I'll ask for 2 months salary worth of payment upon arrival to pay for some basic stuff, take the driving lessons and test, deposits, setting up internet, tv, cellphone for my wife, buy some basic stuff (in case of unfurnished apartment), etc.
1 flight per year back home

Regarding how much money I would spend I concluded the following, and would like to know if I'm correct:

Water and electricity around 600
Internet, phone and TV around 400
mobile for my wife (company will give me mine) around 300
Leasing a car around 2,000
Weekly expenses (gas, public transport, groseries, dinner out, cinema)
I'll keep 1,000 and my wife 800 each week... this is 9,000 montly
And with a saving of 1,700 aprox per month

This is 14,000 a month

I was thinking of accepting a salary of 22,000, or at least 20,000... this is if I dont get an apartment included. So I would pay about 6,500 montly for apartment plus the expenses mentioned above.

If I get an apartment then I would ask for around 16,000


I hope this post gets replies before my conference call to have a better idea on what to negotiate.

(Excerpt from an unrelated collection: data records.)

//! Service health value reported by `GET /health`.

use serde::Serialize;

/// Overall service status.
#[derive(Debug, Clone, Copy, PartialEq, Eq, Serialize)]
#[serde(rename_all = "lowercase")]
pub enum ServiceStatus {
    Healthy,
    Degraded,
}

/// Reachability of the vehicle store.
#[derive(Debug, Clone, Copy, PartialEq, Eq, Serialize)]
#[serde(rename_all = "lowercase")]
pub enum DatabaseStatus {
    Connected,
    Unreachable,
}

/// Result of a single health check. Computed on demand, never stored.
#[derive(Debug, Clone, Copy, PartialEq, Eq, Serialize)]
pub struct HealthStatus {
    pub status: ServiceStatus,
    pub database: DatabaseStatus,
}

impl HealthStatus {
    pub const fn up() -> Self {
        Self {
            status: ServiceStatus::Healthy,
            database: DatabaseStatus::Connected,
        }
    }

    pub const fn down() -> Self {
        Self {
            status: ServiceStatus::Degraded,
            database: DatabaseStatus::Unreachable,
        }
    }

    pub fn is_up(&self) -> bool {
        self.status == ServiceStatus::Healthy
    }
}
// ---------------------------------------------------------------------------
// Log entries
// ---------------------------------------------------------------------------

#[tokio::test]
async fn append_to_unknown_vin_returns_none() {
    let pool = memory_pool().await;
    let result = LogEntryRepo::append(&pool, HONDA, &reading(1000)).await.unwrap();
    assert!(result.is_none());
}

#[tokio::test]
async fn append_after_upsert_grows_log_by_one() {
    let pool = memory_pool().await;
    assert!(LogEntryRepo::append(&pool, HONDA, &reading(1000))
        .await
        .unwrap()
        .is_none());

    VehicleRepo::upsert(&pool, &decode(&vin(HONDA)), &VehicleMetadata::default())
        .await
        .unwrap();
    let before = VehicleRepo::find_record(&pool, HONDA).await.unwrap().unwrap();

    let entry = LogEntryRepo::append(&pool, HONDA, &reading(1000))
        .await
        .unwrap()
        .unwrap();
    assert_eq!(entry.seq, 1);
    assert_eq!(entry.source, "manual");

    let after = VehicleRepo::find_record(&pool, HONDA).await.unwrap().unwrap();
    assert_eq!(after.log.len(), before.log.len() + 1);
    assert_eq!(after.log[0].id, entry.id);
}

#[tokio::test]
async fn current_mileage_tracks_highest_reading() {
    let pool = memory_pool().await;
    VehicleRepo::upsert(&pool, &decode(&vin(HONDA)), &VehicleMetadata::default())
        .await
        .unwrap();

    LogEntryRepo::append(&pool, HONDA, &reading(5000)).await.unwrap();
    LogEntryRepo::append(&pool, HONDA, &reading(1200)).await.unwrap();

    let vehicle = VehicleRepo::find_by_vin(&pool, HONDA).await.unwrap().unwrap();
    assert_eq!(vehicle.current_mileage, Some(5000));

    let latest = LogEntryRepo::latest(&pool, HONDA).await.unwrap().unwrap();
    assert_eq!(latest.mileage, 5000);
    assert_eq!(latest.seq, 1);
}

#[tokio::test]
async fn log_listing_is_newest_first_and_record_log_is_append_order() {
    let pool = memory_pool().await;
    VehicleRepo::upsert(&pool, &decode(&vin(HONDA)), &VehicleMetadata::default())
        .await
        .unwrap();

    LogEntryRepo::append(&pool, HONDA, &reading_on(3000, "2026-03-01"))
        .await
        .unwrap();
    LogEntryRepo::append(&pool, HONDA, &reading_on(1000, "2026-01-01"))
        .await
        .unwrap();
    LogEntryRepo::append(&pool, HONDA, &reading_on(2000, "2026-02-01"))
        .await
        .unwrap();

    let listed = LogEntryRepo::list_by_vin(&pool, HONDA, DateRange::default(), None, None)
        .await
        .unwrap();
    let mileages: Vec<i64> = listed.iter().map(|e| e.mileage).collect();
    assert_eq!(mileages, [3000, 2000, 1000]);

    let record = VehicleRepo::find_record(&pool, HONDA).await.unwrap().unwrap();
    let seqs: Vec<i64> = record.log.iter().map(|e| e.seq).collect();
    assert_eq!(seqs, [1, 2, 3]);
}
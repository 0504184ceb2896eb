use axum::extract::rejection::{JsonRejection, QueryRejection};
use axum::http::StatusCode;
use axum::response::{IntoResponse, Response};
use carlog_core::error::CoreError;
use carlog_core::vin::VinError;
use serde_json::json;
use sqlx::error::ErrorKind;

/// Application-level error type for HTTP handlers.
///
/// Wraps [`CoreError`] for domain errors and adds HTTP-specific variants.
/// Every variant renders as `{"error": "<Code>", "message": "<text>"}`.
#[derive(Debug, thiserror::Error)]
pub enum AppError {
    /// A domain-level error from `carlog_core`.
    #[error(transparent)]
    Core(#[from] CoreError),

    /// A database error from sqlx.
    #[error("Database error: {0}")]
    Database(#[from] sqlx::Error),

    /// A bad request with a human-readable message.
    #[error("Bad request: {0}")]
    BadRequest(String),
}

/// Convenience type alias for handler return values.
pub type AppResult<T> = Result<T, AppError>;

impl From<VinError> for AppError {
    fn from(err: VinError) -> Self {
        AppError::Core(CoreError::InvalidVin(err))
    }
}

impl From<validator::ValidationErrors> for AppError {
    fn from(errors: validator::ValidationErrors) -> Self {
        AppError::Core(CoreError::Validation(errors.to_string()))
    }
}

impl From<JsonRejection> for AppError {
    fn from(rejection: JsonRejection) -> Self {
        AppError::BadRequest(rejection.body_text())
    }
}

impl From<QueryRejection> for AppError {
    fn from(rejection: QueryRejection) -> Self {
        AppError::BadRequest(rejection.body_text())
    }
}

impl AppError {
    pub fn not_found(entity: &'static str, key: impl Into<String>) -> Self {
        AppError::Core(CoreError::NotFound {
            entity,
            key: key.into(),
        })
    }
}

impl IntoResponse for AppError {
    fn into_response(self) -> Response {
        let (status, code, message) = match &self {
            AppError::Core(core) => match core {
                CoreError::InvalidVin(err) => {
                    (StatusCode::BAD_REQUEST, err.code(), err.to_string())
                }
                CoreError::NotFound { entity, key } => (
                    StatusCode::NOT_FOUND,
                    "NotFoundError",
                    format!("{entity} {key} not found"),
                ),
                CoreError::Validation(msg) => {
                    (StatusCode::BAD_REQUEST, "ValidationError", msg.clone())
                }
            },

            AppError::Database(err) => classify_sqlx_error(err),

            AppError::BadRequest(msg) => (StatusCode::BAD_REQUEST, "BadRequest", msg.clone()),
        };

        let body = json!({
            "error": code,
            "message": message,
        });

        (status, axum::Json(body)).into_response()
    }
}

fn internal() -> (StatusCode, &'static str, String) {
    (
        StatusCode::INTERNAL_SERVER_ERROR,
        "InternalError",
        "An internal error occurred".to_string(),
    )
}

/// Classify a sqlx error into an HTTP status, error code, and message.
///
/// Repositories return `Option` for missing rows, so absence never arrives
/// here as an error.
///
/// - Unique violations map to 409, CHECK violations to 400.
/// - A closed or exhausted pool maps to 503.
/// - Everything else maps to 500 with a sanitized message.
fn classify_sqlx_error(err: &sqlx::Error) -> (StatusCode, &'static str, String) {
    match err {
        sqlx::Error::PoolClosed | sqlx::Error::PoolTimedOut => {
            tracing::warn!(error = %err, "Vehicle store unavailable");
            (
                StatusCode::SERVICE_UNAVAILABLE,
                "StoreUnavailable",
                "The vehicle store is unavailable".to_string(),
            )
        }
        sqlx::Error::Database(db_err) => match db_err.kind() {
            ErrorKind::UniqueViolation => (
                StatusCode::CONFLICT,
                "ConflictError",
                "Duplicate value violates a unique constraint".to_string(),
            ),
            ErrorKind::CheckViolation => (
                StatusCode::BAD_REQUEST,
                "ValidationError",
                "Value violates a store constraint".to_string(),
            ),
            _ => {
                tracing::error!(error = %db_err, "Database error");
                internal()
            }
        },
        other => {
            tracing::error!(error = %other, "Database error");
            internal()
        }
    }
}
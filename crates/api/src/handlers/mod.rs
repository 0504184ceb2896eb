pub mod info;
pub mod vehicles;
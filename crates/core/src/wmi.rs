//! World Manufacturer Identifier lookups.
//!
//! The first character of a VIN fixes the region, the first two fix the
//! country, and the full three-character WMI names the manufacturer. The
//! tables below cover the manufacturers most often seen in consumer
//! vehicles; anything else decodes to [`UNKNOWN_MANUFACTURER`].

use serde::{Deserialize, Serialize};

/// Sentinel manufacturer name for WMIs missing from [`MANUFACTURERS`].
pub const UNKNOWN_MANUFACTURER: &str = "Unknown manufacturer";

/// Geographic region encoded by the first VIN character.
#[derive(Debug, Clone, Copy, PartialEq, Eq, Hash, Serialize, Deserialize)]
#[serde(rename_all = "snake_case")]
pub enum Region {
    Africa,
    Asia,
    Europe,
    NorthAmerica,
    Oceania,
    SouthAmerica,
}

impl Region {
    /// Region for the first character of a validated VIN.
    ///
    /// Every character of the VIN alphabet maps to a region, so `None` only
    /// comes back for characters a [`crate::vin::Vin`] can never contain.
    pub fn from_code(first: char) -> Option<Self> {
        match first {
            'A'..='H' => Some(Region::Africa),
            'J'..='R' => Some(Region::Asia),
            'S'..='Z' => Some(Region::Europe),
            '1'..='5' => Some(Region::NorthAmerica),
            '6' | '7' => Some(Region::Oceania),
            '8' | '9' | '0' => Some(Region::SouthAmerica),
            _ => None,
        }
    }
}

/// Inclusive ranges of the second VIN character, keyed by the first.
///
/// Ordering inside each range follows the VIN alphabet `A..Z` then `1..9, 0`.
const COUNTRIES: &[(char, char, char, &str)] = &[
    ('1', 'A', '0', "United States"),
    ('4', 'A', '0', "United States"),
    ('5', 'A', '0', "United States"),
    ('2', 'A', '0', "Canada"),
    ('3', 'A', 'W', "Mexico"),
    ('3', 'X', '7', "Costa Rica"),
    ('6', 'A', 'W', "Australia"),
    ('7', 'A', 'E', "New Zealand"),
    ('8', 'A', 'E', "Argentina"),
    ('8', 'F', 'K', "Chile"),
    ('8', 'X', '2', "Venezuela"),
    ('9', 'A', 'E', "Brazil"),
    ('9', 'F', 'J', "Colombia"),
    ('9', '3', '9', "Brazil"),
    ('A', 'A', 'H', "South Africa"),
    ('J', 'A', '0', "Japan"),
    ('K', 'L', 'R', "South Korea"),
    ('K', 'S', '0', "Israel"),
    ('L', 'A', '0', "China"),
    ('M', 'A', 'E', "India"),
    ('M', 'F', 'K', "Indonesia"),
    ('M', 'L', 'R', "Thailand"),
    ('N', 'L', 'R', "Turkey"),
    ('P', 'L', 'R', "Malaysia"),
    ('R', 'F', 'K', "Taiwan"),
    ('S', 'A', 'M', "United Kingdom"),
    ('S', 'N', 'T', "Germany"),
    ('S', 'U', 'Z', "Poland"),
    ('T', 'J', 'P', "Czech Republic"),
    ('T', 'R', 'V', "Hungary"),
    ('T', 'W', '1', "Portugal"),
    ('U', 'U', '7', "Romania"),
    ('V', 'A', 'E', "Austria"),
    ('V', 'F', 'R', "France"),
    ('V', 'S', 'W', "Spain"),
    ('V', 'X', '2', "Serbia"),
    ('W', 'A', '0', "Germany"),
    ('X', 'L', 'R', "Netherlands"),
    ('X', 'S', '0', "Russia"),
    ('Y', 'A', 'E', "Belgium"),
    ('Y', 'F', 'K', "Finland"),
    ('Y', 'S', 'W', "Sweden"),
    ('Z', 'A', 'R', "Italy"),
];

/// Manufacturer names keyed by the full three-character WMI.
const MANUFACTURERS: &[(&str, &str)] = &[
    ("1C3", "Chrysler"),
    ("1C4", "Chrysler"),
    ("1C6", "Ram"),
    ("1FA", "Ford"),
    ("1FM", "Ford"),
    ("1FT", "Ford"),
    ("1G1", "Chevrolet"),
    ("1GC", "Chevrolet Truck"),
    ("1GM", "Pontiac"),
    ("1G6", "Cadillac"),
    ("1GY", "Cadillac"),
    ("1HG", "Honda"),
    ("1J4", "Jeep"),
    ("1LN", "Lincoln"),
    ("1M8", "Motor Coach Industries"),
    ("1N4", "Nissan"),
    ("1N6", "Nissan Truck"),
    ("1VW", "Volkswagen"),
    ("1YV", "Mazda"),
    ("19U", "Acura"),
    ("2FA", "Ford"),
    ("2G1", "Chevrolet"),
    ("2HG", "Honda"),
    ("2HK", "Honda"),
    ("2T1", "Toyota"),
    ("2T3", "Toyota"),
    ("3FA", "Ford"),
    ("3G1", "Chevrolet"),
    ("3HG", "Honda"),
    ("3N1", "Nissan"),
    ("3VW", "Volkswagen"),
    ("4S3", "Subaru"),
    ("4S4", "Subaru"),
    ("4T1", "Toyota"),
    ("4T3", "Toyota"),
    ("5FN", "Honda"),
    ("5J6", "Honda"),
    ("5N1", "Nissan"),
    ("5NP", "Hyundai"),
    ("5TD", "Toyota"),
    ("5YJ", "Tesla"),
    ("7SA", "Tesla"),
    ("JA3", "Mitsubishi"),
    ("JF1", "Subaru"),
    ("JF2", "Subaru"),
    ("JH4", "Acura"),
    ("JHM", "Honda"),
    ("JM1", "Mazda"),
    ("JN1", "Nissan"),
    ("JN8", "Nissan"),
    ("JT2", "Toyota"),
    ("JTD", "Toyota"),
    ("JTE", "Toyota"),
    ("JTH", "Lexus"),
    ("JTJ", "Lexus"),
    ("KL1", "Daewoo"),
    ("KM8", "Hyundai"),
    ("KMH", "Hyundai"),
    ("KNA", "Kia"),
    ("KND", "Kia"),
    ("LFV", "FAW-Volkswagen"),
    ("LRW", "Tesla"),
    ("LSV", "SAIC Volkswagen"),
    ("SAJ", "Jaguar"),
    ("SAL", "Land Rover"),
    ("SCC", "Lotus"),
    ("SCF", "Aston Martin"),
    ("TMB", "Skoda"),
    ("TRU", "Audi"),
    ("VF1", "Renault"),
    ("VF3", "Peugeot"),
    ("VF7", "Citroen"),
    ("VSS", "SEAT"),
    ("WA1", "Audi"),
    ("WAU", "Audi"),
    ("WBA", "BMW"),
    ("WBS", "BMW M"),
    ("WBY", "BMW"),
    ("WDB", "Mercedes-Benz"),
    ("WDD", "Mercedes-Benz"),
    ("WF0", "Ford Germany"),
    ("WMW", "MINI"),
    ("WP0", "Porsche"),
    ("WP1", "Porsche"),
    ("WVW", "Volkswagen"),
    ("WV1", "Volkswagen Commercial Vehicles"),
    ("WV2", "Volkswagen Commercial Vehicles"),
    ("YS3", "Saab"),
    ("YV1", "Volvo"),
    ("YV4", "Volvo"),
    ("ZAM", "Maserati"),
    ("ZAR", "Alfa Romeo"),
    ("ZFA", "Fiat"),
    ("ZFF", "Ferrari"),
    ("ZHW", "Lamborghini"),
];

/// Manufacturer name for a three-character WMI, if known.
pub fn manufacturer(wmi: &str) -> Option<&'static str> {
    MANUFACTURERS
        .iter()
        .find(|(code, _)| *code == wmi)
        .map(|(_, name)| *name)
}

/// Country for the first two VIN characters, if the range is assigned.
pub fn country(first: char, second: char) -> Option<&'static str> {
    let rank = alphabet_rank(second)?;
    COUNTRIES
        .iter()
        .find(|(lead, from, to, _)| {
            *lead == first
                && matches!(
                    (alphabet_rank(*from), alphabet_rank(*to)),
                    (Some(lo), Some(hi)) if (lo..=hi).contains(&rank)
                )
        })
        .map(|(_, _, _, name)| *name)
}

/// Position of a character in the WMI range ordering `A..Z, 1..9, 0`.
fn alphabet_rank(c: char) -> Option<u8> {
    match c {
        'A'..='Z' => Some(c as u8 - b'A'),
        '1'..='9' => Some(26 + (c as u8 - b'1')),
        '0' => Some(35),
        _ => None,
    }
}
//! Vehicle Identification Number validation.
//!
//! A [`Vin`] can only be obtained through [`validate`] (or the equivalent
//! `parse` / `FromStr` / `TryFrom` entry points), so holding one proves the
//! value is 17 characters from the VIN alphabet with a correct check digit
//! at position 9.

use std::fmt;
use std::str::FromStr;

use serde::{Deserialize, Serialize};

/// Number of characters in every VIN.
pub const VIN_LENGTH: usize = 17;

/// Zero-based index of the check digit (position 9).
pub const CHECK_DIGIT_INDEX: usize = 8;

/// Positional weights for positions 1..=17. Position 9 carries weight 0.
const WEIGHTS: [u32; VIN_LENGTH] = [8, 7, 6, 5, 4, 3, 2, 10, 0, 9, 8, 7, 6, 5, 4, 3, 2];

/// Rules a raw string can violate on its way to becoming a [`Vin`].
#[derive(Debug, Clone, PartialEq, Eq, thiserror::Error)]
pub enum VinError {
    #[error("VIN must be exactly 17 characters, got {actual}")]
    Length { actual: usize },

    #[error(
        "VIN contains invalid character '{character}' at position {position}; \
         only A-H, J-N, P, R-Z and 0-9 are allowed"
    )]
    Charset { position: usize, character: char },

    #[error("VIN check digit mismatch: position 9 is '{actual}', expected '{expected}'")]
    CheckDigit { expected: char, actual: char },
}

impl VinError {
    /// Stable machine-readable name of the violated rule.
    pub fn code(&self) -> &'static str {
        match self {
            VinError::Length { .. } => "LengthError",
            VinError::Charset { .. } => "CharsetError",
            VinError::CheckDigit { .. } => "CheckDigitError",
        }
    }
}

/// A validated, uppercase VIN.
#[derive(Debug, Clone, PartialEq, Eq, Hash, PartialOrd, Ord, Serialize, Deserialize)]
#[serde(try_from = "String", into = "String")]
pub struct Vin(String);

impl Vin {
    /// Validate `raw` and return the normalized VIN.
    pub fn parse(raw: &str) -> Result<Self, VinError> {
        validate(raw)
    }

    pub fn as_str(&self) -> &str {
        &self.0
    }

    /// World Manufacturer Identifier (positions 1-3).
    pub fn wmi(&self) -> &str {
        &self.0[0..3]
    }

    /// Vehicle Descriptor Section (positions 4-8).
    pub fn vds(&self) -> &str {
        &self.0[3..8]
    }

    pub fn check_digit(&self) -> char {
        self.char_at(CHECK_DIGIT_INDEX)
    }

    /// Model-year code (position 10).
    pub fn year_code(&self) -> char {
        self.char_at(9)
    }

    /// Assembly plant code (position 11).
    pub fn plant_code(&self) -> char {
        self.char_at(10)
    }

    /// Production sequence number (positions 12-17).
    pub fn serial(&self) -> &str {
        &self.0[11..]
    }

    fn char_at(&self, index: usize) -> char {
        // Every byte is ASCII once validated.
        char::from(self.0.as_bytes()[index])
    }
}

impl fmt::Display for Vin {
    fn fmt(&self, f: &mut fmt::Formatter<'_>) -> fmt::Result {
        f.write_str(&self.0)
    }
}

impl AsRef<str> for Vin {
    fn as_ref(&self) -> &str {
        &self.0
    }
}

impl FromStr for Vin {
    type Err = VinError;

    fn from_str(s: &str) -> Result<Self, Self::Err> {
        validate(s)
    }
}

impl TryFrom<String> for Vin {
    type Error = VinError;

    fn try_from(value: String) -> Result<Self, Self::Error> {
        validate(&value)
    }
}

impl From<Vin> for String {
    fn from(vin: Vin) -> Self {
        vin.0
    }
}

/// Validate a raw VIN string.
///
/// Letters are matched case-insensitively and the returned VIN is uppercase.
/// Checks run in order: length, alphabet, check digit; the first violated
/// rule is reported.
pub fn validate(raw: &str) -> Result<Vin, VinError> {
    let actual = raw.chars().count();
    if actual != VIN_LENGTH {
        return Err(VinError::Length { actual });
    }

    let normalized = raw.to_ascii_uppercase();
    let mut values = [0u32; VIN_LENGTH];
    for (i, character) in normalized.chars().enumerate() {
        values[i] = transliterate(character).ok_or(VinError::Charset {
            position: i + 1,
            character,
        })?;
    }

    let expected = check_digit_from_values(&values);
    let actual = char::from(normalized.as_bytes()[CHECK_DIGIT_INDEX]);
    if expected != actual {
        return Err(VinError::CheckDigit { expected, actual });
    }

    Ok(Vin(normalized))
}

/// Compute the check digit a 17-character VIN should carry at position 9.
///
/// Whatever currently sits at position 9 is ignored. Returns `None` when
/// the input has the wrong length or uses characters outside the VIN
/// alphabet.
pub fn compute_check_digit(raw: &str) -> Option<char> {
    if raw.chars().count() != VIN_LENGTH {
        return None;
    }
    let mut values = [0u32; VIN_LENGTH];
    for (i, character) in raw.to_ascii_uppercase().chars().enumerate() {
        values[i] = if i == CHECK_DIGIT_INDEX {
            0
        } else {
            transliterate(character)?
        };
    }
    Some(check_digit_from_values(&values))
}

fn check_digit_from_values(values: &[u32; VIN_LENGTH]) -> char {
    let sum: u32 = values.iter().zip(WEIGHTS).map(|(v, w)| v * w).sum();
    match sum % 11 {
        10 => 'X',
        // Remainder is 0..=9 here.
        digit => char::from(b'0' + digit as u8),
    }
}

/// Numeric value of a VIN character, or `None` outside `[A-HJ-NPR-Z0-9]`.
fn transliterate(c: char) -> Option<u32> {
    let value = match c {
        '0'..='9' => c as u32 - '0' as u32,
        'A' | 'J' => 1,
        'B' | 'K' | 'S' => 2,
        'C' | 'L' | 'T' => 3,
        'D' | 'M' | 'U' => 4,
        'E' | 'N' | 'V' => 5,
        'F' | 'W' => 6,
        'G' | 'P' | 'X' => 7,
        'H' | 'Y' => 8,
        'R' | 'Z' => 9,
        _ => return None,
    };
    Some(value)
}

And.... I would also like to know if there are any mexican expats in this forum, or if you guys know any mexican expats 

I have many more questions I would like to ask, but they would be on different posts in case I like the offer I get tomorrow and accept to go to Dubai on April.:fingerscrossed::fingerscrossed::fingerscrossed::fingerscrossed:


Thank you very much, and best regards


----------



## The Rascal (Aug 6, 2014)

You're selling yourself short, get them to provide an apartment (including all bills) and take 20k base whatever. If they don't provide apartment you should really be looking at a further 8-10,000 a month for those bills.

It's not cheap here.

Best mexican restaurant in Dubai (run by mexicans too) is Maria Bonitas in Um Sequum 2. Maria Bonita Taco Shop and Mexican Grill in Dubai - Tacos, Burritos, Enchiladas, Fajitas, Quesadillas.


----------



## QOFE (Apr 28, 2013)

See what they offer you first and then start negotiating. Don't give them too much information about your budgeting.
Your budget for accommodation is very low. Where did you think of renting and what size? The expenses for furnishing an apartment quickly adds up, especially if you need to get the white goods too.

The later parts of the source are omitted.